*** RECORDS PROVIDED ***

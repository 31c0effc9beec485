#[derive(Debug, thiserror::Error)]
pub enum WbSearchError {
    #[error("HTTP error: {0}")]
    Http(#[from] reqwest::Error),

    #[error("IO error: {0}")]
    Io(#[from] std::io::Error),

    #[error("JSON error: {0}")]
    Json(#[from] serde_json::Error),

    #[error("XLSX error: {0}")]
    Xlsx(#[from] rust_xlsxwriter::XlsxError),

    #[error("Invalid argument: {0}")]
    InvalidArgument(String),

    #[error("Gave up after {attempts} attempt(s): {source}")]
    RetriesExhausted {
        attempts: u32,
        #[source]
        source: Box<WbSearchError>,
    },
}

pub type Result<T> = std::result::Result<T, WbSearchError>;
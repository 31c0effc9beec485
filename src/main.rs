//! wb-search - collect Wildberries search results into an XLSX workbook.

use std::path::PathBuf;
use std::time::Duration;

use clap::Parser;
use tracing::Level;

use wb_search::{config, ExportOutcome, SearchFilter, WbSearch};

/// Wildberries search parser
#[derive(Parser)]
#[command(name = "wb-search")]
#[command(version, about, long_about = None)]
struct Cli {
    /// Search query
    query: String,

    /// Minimum price
    #[arg(long = "min_price", default_value_t = config::DEFAULT_MIN_PRICE)]
    min_price: u32,

    /// Maximum price
    #[arg(long = "max_price", default_value_t = config::DEFAULT_MAX_PRICE)]
    max_price: u32,

    /// Minimum discount
    #[arg(long, default_value_t = config::DEFAULT_DISCOUNT)]
    discount: u32,

    /// Directory to write the workbook into
    #[arg(long, default_value = ".")]
    output_dir: PathBuf,

    /// Maximum number of result pages to walk
    #[arg(long, default_value_t = config::MAX_PAGES)]
    max_pages: u32,

    /// Per-request timeout in seconds
    #[arg(long, default_value_t = config::DEFAULT_TIMEOUT.as_secs())]
    timeout: u64,

    /// Enable debug logging
    #[arg(short, long)]
    verbose: bool,
}

fn main() {
    let cli = Cli::parse();

    tracing_subscriber::fmt()
        .with_max_level(if cli.verbose { Level::DEBUG } else { Level::INFO })
        .with_target(false)
        .with_writer(std::io::stderr)
        .init();

    if let Err(e) = run(cli) {
        eprintln!("Error: {e}");
        std::process::exit(1);
    }
}

fn run(cli: Cli) -> wb_search::Result<()> {
    let filter =
        SearchFilter::new(cli.query, cli.min_price, cli.max_price)?.with_discount(cli.discount);

    let search = WbSearch::builder()
        .output_dir(&cli.output_dir)
        .max_pages(cli.max_pages)
        .timeout(Duration::from_secs(cli.timeout))
        .build()?;
    tracing::debug!("{}", search);

    match search.run(&filter)? {
        ExportOutcome::Written { path, .. } => {
            println!("Data successfully saved to {}", path.display());
        }
        ExportOutcome::NoData => {
            println!("No data found with the specified parameters");
        }
    }
    Ok(())
}
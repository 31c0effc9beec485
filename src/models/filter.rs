use std::fmt;

use crate::config;
use crate::error::{Result, WbSearchError};

// ---------------------------------------------------------------------------
// SearchFilter — What to search for and within which bounds
// ---------------------------------------------------------------------------

/// An immutable search filter: term, price bounds in whole currency units,
/// and minimum discount percent.
///
/// Construction validates that the term is not blank and that
/// `min_price <= max_price`, so every filter that exists is sendable.
#[derive(Debug, Clone, PartialEq, Eq)]
pub struct SearchFilter {
    query: String,
    min_price: u32,
    max_price: u32,
    discount: u32,
}

impl SearchFilter {
    pub fn new(query: impl Into<String>, min_price: u32, max_price: u32) -> Result<Self> {
        let query = query.into();
        if query.trim().is_empty() {
            return Err(WbSearchError::InvalidArgument(
                "search query must not be empty".to_string(),
            ));
        }
        if min_price > max_price {
            return Err(WbSearchError::InvalidArgument(format!(
                "min price {} is greater than max price {}",
                min_price, max_price
            )));
        }
        Ok(Self {
            query,
            min_price,
            max_price,
            discount: config::DEFAULT_DISCOUNT,
        })
    }

    /// Filter with the default bounds (1 to 1,000,000) and no discount threshold.
    pub fn for_query(query: impl Into<String>) -> Result<Self> {
        Self::new(query, config::DEFAULT_MIN_PRICE, config::DEFAULT_MAX_PRICE)
    }

    /// Set the minimum discount percent.
    pub fn with_discount(mut self, discount: u32) -> Self {
        self.discount = discount;
        self
    }

    pub fn query(&self) -> &str {
        &self.query
    }

    pub fn min_price(&self) -> u32 {
        self.min_price
    }

    pub fn max_price(&self) -> u32 {
        self.max_price
    }

    pub fn discount(&self) -> u32 {
        self.discount
    }
}

impl fmt::Display for SearchFilter {
    fn fmt(&self, f: &mut fmt::Formatter<'_>) -> fmt::Result {
        write!(
            f,
            "\"{}\" [{}..={}] discount>={}",
            self.query, self.min_price, self.max_price, self.discount
        )
    }
}
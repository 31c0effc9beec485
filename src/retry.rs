//! Bounded retry policy wrapped around a fallible operation.
//!
//! A [`RetryPolicy`] decides how many attempts an operation gets, how long to
//! wait between them, and which errors are worth another attempt. Call sites
//! only see [`RetryPolicy::run`], so the policy can be swapped without
//! touching them.
//!
//! # Example
//!
//! ```rust
//! use std::time::Duration;
//! use wb_search::retry::RetryPolicy;
//!
//! let policy = RetryPolicy::fixed(3, Duration::ZERO);
//! let mut calls = 0;
//! let value = policy
//!     .run(|_attempt| {
//!         calls += 1;
//!         if calls < 2 {
//!             Err(wb_search::WbSearchError::InvalidArgument("flaky".into()))
//!         } else {
//!             Ok(42)
//!         }
//!     })
//!     .unwrap();
//! assert_eq!(value, 42);
//! ```

use std::fmt;
use std::sync::Arc;
use std::thread;
use std::time::Duration;

use crate::config;
use crate::error::{Result, WbSearchError};

// ---------------------------------------------------------------------------
// Backoff
// ---------------------------------------------------------------------------

/// Delay schedule between attempts.
#[derive(Debug, Clone, Copy, PartialEq, Eq)]
pub enum Backoff {
    /// Same delay before every retry.
    Fixed(Duration),
    /// `initial * factor^(n-1)` before retry `n`, capped at `max`.
    Exponential {
        initial: Duration,
        factor: u32,
        max: Duration,
    },
}

impl Backoff {
    /// Delay to wait after failed attempt number `attempt` (1-based).
    pub fn delay(&self, attempt: u32) -> Duration {
        match *self {
            Backoff::Fixed(d) => d,
            Backoff::Exponential {
                initial,
                factor,
                max,
            } => {
                let exp = attempt.saturating_sub(1);
                let mult = factor.checked_pow(exp).unwrap_or(u32::MAX);
                initial.checked_mul(mult).unwrap_or(max).min(max)
            }
        }
    }
}

// ---------------------------------------------------------------------------
// RetryPolicy
// ---------------------------------------------------------------------------

type Predicate = Arc<dyn Fn(&WbSearchError) -> bool + Send + Sync>;

/// How many times to try, how long to wait, and what to retry.
#[derive(Clone)]
pub struct RetryPolicy {
    max_attempts: u32,
    backoff: Backoff,
    retryable: Predicate,
}

impl Default for RetryPolicy {
    /// Three attempts, one second apart, every error retried.
    fn default() -> Self {
        Self::fixed(config::DEFAULT_ATTEMPTS, config::DEFAULT_RETRY_DELAY)
    }
}

impl RetryPolicy {
    /// `max_attempts` total attempts with a fixed `delay` between them.
    ///
    /// `max_attempts` is clamped to at least 1.
    pub fn fixed(max_attempts: u32, delay: Duration) -> Self {
        Self::new(max_attempts, Backoff::Fixed(delay))
    }

    pub fn new(max_attempts: u32, backoff: Backoff) -> Self {
        Self {
            max_attempts: max_attempts.max(1),
            backoff,
            retryable: Arc::new(|_| true),
        }
    }

    /// Single attempt, no retries.
    pub fn none() -> Self {
        Self::fixed(1, Duration::ZERO)
    }

    /// Only retry errors for which `pred` returns `true`; others are returned
    /// immediately.
    pub fn retry_if<F>(mut self, pred: F) -> Self
    where
        F: Fn(&WbSearchError) -> bool + Send + Sync + 'static,
    {
        self.retryable = Arc::new(pred);
        self
    }

    pub fn max_attempts(&self) -> u32 {
        self.max_attempts
    }

    pub fn backoff(&self) -> Backoff {
        self.backoff
    }

    /// Run `op` until it succeeds or the policy gives up.
    ///
    /// `op` receives the 1-based attempt number. On exhaustion the last error
    /// is wrapped in [`WbSearchError::RetriesExhausted`]; an error rejected by
    /// the predicate is returned unwrapped.
    pub fn run<T, F>(&self, mut op: F) -> Result<T>
    where
        F: FnMut(u32) -> Result<T>,
    {
        let mut attempt = 1;
        loop {
            match op(attempt) {
                Ok(value) => return Ok(value),
                Err(e) if !(self.retryable)(&e) => return Err(e),
                Err(e) if attempt >= self.max_attempts => {
                    return Err(WbSearchError::RetriesExhausted {
                        attempts: attempt,
                        source: Box::new(e),
                    });
                }
                Err(e) => {
                    let delay = self.backoff.delay(attempt);
                    tracing::warn!(
                        attempt,
                        max_attempts = self.max_attempts,
                        ?delay,
                        "attempt failed: {}",
                        e
                    );
                    if !delay.is_zero() {
                        thread::sleep(delay);
                    }
                    attempt += 1;
                }
            }
        }
    }
}

impl fmt::Debug for RetryPolicy {
    fn fmt(&self, f: &mut fmt::Formatter<'_>) -> fmt::Result {
        f.debug_struct("RetryPolicy")
            .field("max_attempts", &self.max_attempts)
            .field("backoff", &self.backoff)
            .finish_non_exhaustive()
    }
}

***

Restate word for word the entries above, starting at the line with "fn run(cli: Cli)" and ending at the line with "exists is sendable.", inclusive, and no others.

fn run(cli: Cli) -> wb_search::Result<()> {
    let filter =
        SearchFilter::new(cli.query, cli.min_price, cli.max_price)?.with_discount(cli.discount);

    let search = WbSearch::builder()
        .output_dir(&cli.output_dir)
        .max_pages(cli.max_pages)
        .timeout(Duration::from_secs(cli.timeout))
        .build()?;
    tracing::debug!("{}", search);

    match search.run(&filter)? {
        ExportOutcome::Written { path, .. } => {
            println!("Data successfully saved to {}", path.display());
        }
        ExportOutcome::NoData => {
            println!("No data found with the specified parameters");
        }
    }
    Ok(())
}
repository 31c0effc9beec485
filename src/models/filter.rs
use std::fmt;

use crate::config;
use crate::error::{Result, WbSearchError};

// ---------------------------------------------------------------------------
// SearchFilter — What to search for and within which bounds
// ---------------------------------------------------------------------------

/// An immutable search filter: term, price bounds in whole currency units,
/// and minimum discount percent.
///
/// Construction validates that the term is not blank and that
/// `min_price <= max_price`, so every filter that exists is sendable.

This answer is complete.